◆ Assignment:
Taking the entries below from the top, restate each line exactly and end with the line containing "use crate::abort::AbortSignal;".

::: Given data :::

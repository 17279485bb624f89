use std::sync::mpsc::{Receiver, RecvTimeoutError};
use std::thread;
use std::time::{Duration, Instant};

use chrono::Utc;

use super::cycle::run_cycle;
use super::error::TrackerError;
use super::overlay::OverlayFiles;
use super::session::{TrackerConfig, TrackingSession};
use crate::abort::AbortSignal;
use crate::predict::Predict;
use crate::render;

/// Poll, emit and sleep until aborted or a fatal error occurs.
pub struct Runner<P: Predict> {
    pub client: P,
    pub config: TrackerConfig,
    pub abort_rx: Receiver<AbortSignal>,
}

impl<P: Predict> Runner<P> {
    pub fn run(self) -> Result<(), TrackerError> {
        // Dropped on every return path, which removes the overlay files.
        let files = OverlayFiles::new(self.config.paths.clone());
        log::info!("Overlay files: {}", files.paths());

        if self.config.renderer.uses_config() {
            render::write_config(files.paths(), &self.config.global_config)?;
        }

        let mut session = TrackingSession::from_config(&self.config);
        let interval = session.update_interval.as_duration();

        loop {
            let started = Instant::now();
            log::info!("Starting cycle at {}", Utc::now());

            match run_cycle(&self.client, &session) {
                Ok(outcome) => {
                    session = outcome.session;
                    files.write(&outcome.overlay, self.config.renderer.supports_color())?;
                    let drawn: Vec<&str> = outcome
                        .overlay
                        .footprints
                        .iter()
                        .map(|f| f.name.as_str())
                        .collect();
                    log::info!(
                        "{}: center ({:.3}, {:.3}), {} satellites, footprints [{}]",
                        outcome.station.callsign,
                        session.map_center_latitude,
                        session.map_center_longitude,
                        outcome.satellites.len(),
                        drawn.join(", ")
                    );

                    if self.config.render {
                        let cmd = render::command_line(
                            self.config.renderer,
                            &session,
                            files.paths(),
                            &self.config.extra,
                        );
                        if let Err(e) = render::invoke(&cmd) {
                            log::warn!("Renderer failed: {}", e);
                        }
                    }
                }
                Err(e) if e.is_fatal() => {
                    log::error!("Giving up: {}", e);
                    return Err(e);
                }
                Err(e) => log::warn!("Skipping cycle: {}", e),
            }

            if self.config.once {
                return Ok(());
            }

            let remaining = sleep_budget(interval, started.elapsed());
            log::debug!("Sleeping {}", humantime::format_duration(round_ms(remaining)));
            if let Some(signal) = self.wait(remaining) {
                log::info!("Stopping: {}", signal.reason);
                return Ok(());
            }
        }
    }

    fn wait(&self, timeout: Duration) -> Option<AbortSignal> {
        match self.abort_rx.recv_timeout(timeout) {
            Ok(signal) => Some(signal),
            Err(RecvTimeoutError::Timeout) => None,
            Err(RecvTimeoutError::Disconnected) => {
                thread::sleep(timeout);
                None
            }
        }
    }
}

/// Time left in the cycle; zero once the cycle overran.
fn sleep_budget(interval: Duration, elapsed: Duration) -> Duration {
    interval.saturating_sub(elapsed)
}

fn round_ms(d: Duration) -> Duration {
    Duration::from_millis(d.as_millis() as u64)
}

:::

◆ Written response:
repository 17279485bb624f89
use std::sync::mpsc::{Receiver, RecvTimeoutError};
use std::thread;
use std::time::{Duration, Instant};

use chrono::Utc;

use super::cycle::run_cycle;
use super::error::TrackerError;
use super::overlay::OverlayFiles;
use super::session::{TrackerConfig, TrackingSession};
use crate::abort::AbortSignal;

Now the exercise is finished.